BEGIN Data extracts
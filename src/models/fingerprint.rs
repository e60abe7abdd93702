//! 图片内容指纹
//!
//! 对图片原始字节计算 SHA-256，作为去重身份。
//! 必须基于原始字节，而不是重新编码后的数据，这样无论文件名或拍摄时间如何，
//! 字节相同的图片总会被识别为重复。

use sha2::{Digest, Sha256};
use std::fmt;

/// 图片内容指纹（SHA-256）
#[derive(Debug, Clone, Copy, PartialEq, Eq, Hash)]
pub struct Fingerprint([u8; 32]);

impl Fingerprint {
    /// 计算字节内容的指纹
    pub fn of(bytes: &[u8]) -> Self {
        Self(Sha256::digest(bytes).into())
    }

    /// 指纹前 12 位十六进制，用于日志显示
    pub fn short(&self) -> String {
        self.to_string().chars().take(12).collect()
    }
}

impl fmt::Display for Fingerprint {
    fn fmt(&self, f: &mut fmt::Formatter<'_>) -> fmt::Result {
        for byte in &self.0 {
            write!(f, "{:02x}", byte)?;
        }
        Ok(())
    }
}

#[cfg(test)]
mod tests {
    use super::*;

    #[test]
    fn test_fingerprint_is_deterministic() {
        assert_eq!(Fingerprint::of(b"page one"), Fingerprint::of(b"page one"));
        assert_ne!(Fingerprint::of(b"page one"), Fingerprint::of(b"page two"));
    }

    #[test]
    fn test_fingerprint_hex_matches_sha256() {
        let expected = format!("{:x}", Sha256::digest(b"test content"));
        let fingerprint = Fingerprint::of(b"test content");

        assert_eq!(fingerprint.to_string(), expected);
        assert_eq!(fingerprint.short(), &expected[..12]);
    }
}
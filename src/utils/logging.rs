use crate::error::{AppError, AppResult};
use crate::models::PipelineOutput;
/// 日志工具模块
///
/// 提供日志初始化、格式化和输出的辅助函数
use std::fs;
use tracing::info;
use tracing_subscriber::EnvFilter;

/// 初始化 tracing 日志
///
/// 优先使用 `RUST_LOG`，否则为 `info`（详细模式下为 `debug`）。
pub fn init(verbose: bool) {
    let default_level = if verbose { "debug" } else { "info" };
    let filter = EnvFilter::try_from_default_env().unwrap_or_else(|_| EnvFilter::new(default_level));

    let _ = tracing_subscriber::fmt()
        .with_env_filter(filter)
        .with_target(false)
        .try_init();
}

/// 将一次批改结果写入日志文件
///
/// # 参数
/// - `log_file_path`: 日志文件路径
/// - `output`: 批改产出
pub fn write_run_log(log_file_path: &str, output: &PipelineOutput) -> AppResult<()> {
    let content = format!(
        "{}\n批改日志 - {}\n{}\n\n[识别文本]\n{}\n\n[批改报告]\n{}\n",
        "=".repeat(60),
        chrono::Local::now().format("%Y-%m-%d %H:%M:%S"),
        "=".repeat(60),
        output.extracted_text,
        output.report.content()
    );
    fs::write(log_file_path, content).map_err(|e| AppError::file_write_failed(log_file_path, e))?;
    Ok(())
}

/// 记录批改开始信息
///
/// # 参数
/// - `total_pages`: 总页数
/// - `max_concurrent`: 最大并发数
pub fn log_run_start(total_pages: usize, max_concurrent: usize) {
    info!("{}", "=".repeat(60));
    info!("🚀 开始批改 - 共 {} 页", total_pages);
    info!("📊 最大并发识别数: {}", max_concurrent);
    info!("{}", "=".repeat(60));
}

/// 记录识别阶段完成信息
///
/// # 参数
/// - `success`: 成功页数
/// - `total`: 总页数
pub fn log_extraction_complete(success: usize, total: usize) {
    info!("\n{}", "─".repeat(60));
    info!("✓ 识别完成: 成功 {}/{}", success, total);
    info!("{}", "─".repeat(60));
}

/// 打印最终统计信息
///
/// # 参数
/// - `output`: 批改产出
/// - `total_pages`: 总页数
pub fn print_final_stats(output: &PipelineOutput, total_pages: usize) {
    info!("\n{}", "=".repeat(60));
    info!("📊 批改完成");
    info!(
        "完成时间: {}",
        chrono::Local::now().format("%Y-%m-%d %H:%M:%S")
    );
    info!("{}", "=".repeat(60));
    info!(
        "✅ 识别成功: {}/{}",
        total_pages - output.failed_pages.len(),
        total_pages
    );
    if !output.failed_pages.is_empty() {
        info!("❌ 识别失败的页: {:?}", output.failed_pages);
    }
    match output.report.total_score() {
        Some(score) if !output.report.is_error() => info!("🏆 总分: {}", score),
        _ => info!("🏆 总分: 未找到"),
    }
    info!("{}", "=".repeat(60));
}

/// 截断长文本用于日志显示
///
/// # 参数
/// - `text`: 原始文本
/// - `max_len`: 最大长度
///
/// # 返回
/// 返回截断后的文本
pub fn truncate_text(text: &str, max_len: usize) -> String {
    if text.chars().count() > max_len {
        text.chars().take(max_len).collect::<String>() + "..."
    } else {
        text.to_string()
    }
}

#[cfg(test)]
mod tests {
    use super::*;
    use crate::models::GradingReport;

    #[test]
    fn test_truncate_text_counts_chars() {
        assert_eq!(truncate_text("第一题答案", 3), "第一题...");
        assert_eq!(truncate_text("short", 10), "short");
    }

    #[test]
    fn test_write_run_log() {
        let dir = tempfile::tempdir().unwrap();
        let path = dir.path().join("run.log");
        let output = PipelineOutput {
            extracted_text: "Q1: 42".to_string(),
            report: GradingReport::new("TOTAL SCORE: 3/3"),
            failed_pages: vec![],
        };

        write_run_log(path.to_str().unwrap(), &output).unwrap();

        let written = std::fs::read_to_string(&path).unwrap();
        assert!(written.contains("[识别文本]\nQ1: 42"));
        assert!(written.contains("[批改报告]\nTOTAL SCORE: 3/3"));
    }
}
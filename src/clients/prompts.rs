//! 发给模型的固定提示词

/// OCR 指令
pub const TRANSCRIBE_INSTRUCTION: &str = "Extract all text from this image exactly as written. \
Preserve line breaks, spacing, and formatting. \
If it is a multiple-choice question, state which option the student marked.";

/// 批改系统消息
pub const GRADING_SYSTEM_MESSAGE: &str =
    "You are an expert teacher assistant that grades student work. Be fair and accurate.";

/// 构建批改用户消息
pub fn build_grading_message(student_text: &str, rubric_text: &str) -> String {
    format!(
        r#"**Student's Handwritten Answers:**
----------
{}
----------

**Grading Rubric:**
----------
{}
----------

**Grading Instructions:**
1. Evaluate each answer against the rubric
2. Award partial credit where appropriate
3. Ignore minor spelling/grammar errors
4. Provide specific feedback for each question
5. Highlight correct, incorrect and partially correct answers
6. Calculate total score/marks
7. Format final output as:
   - Question-by-question breakdown
   - Detailed feedback
   - TOTAL SCORE: [score]/[max possible]"#,
        student_text, rubric_text
    )
}

#[cfg(test)]
mod tests {
    use super::*;

    #[test]
    fn test_grading_message_embeds_both_blocks() {
        let message = build_grading_message("Q1: 42", "Q1. 42 (3 points)");

        assert!(message.contains("----------\nQ1: 42\n----------"));
        assert!(message.contains("----------\nQ1. 42 (3 points)\n----------"));
        assert!(message.ends_with("TOTAL SCORE: [score]/[max possible]"));
    }
}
END Data extracts
Scan the records above and report every line with the string "content".

        let expected = format!("{:x}", Sha256::digest(b"test content"));
        let fingerprint = Fingerprint::of(b"test content");
    let content = format!(
        output.report.content()
    fs::write(log_file_path, content).map_err(|e| AppError::file_write_failed(log_file_path, e))?;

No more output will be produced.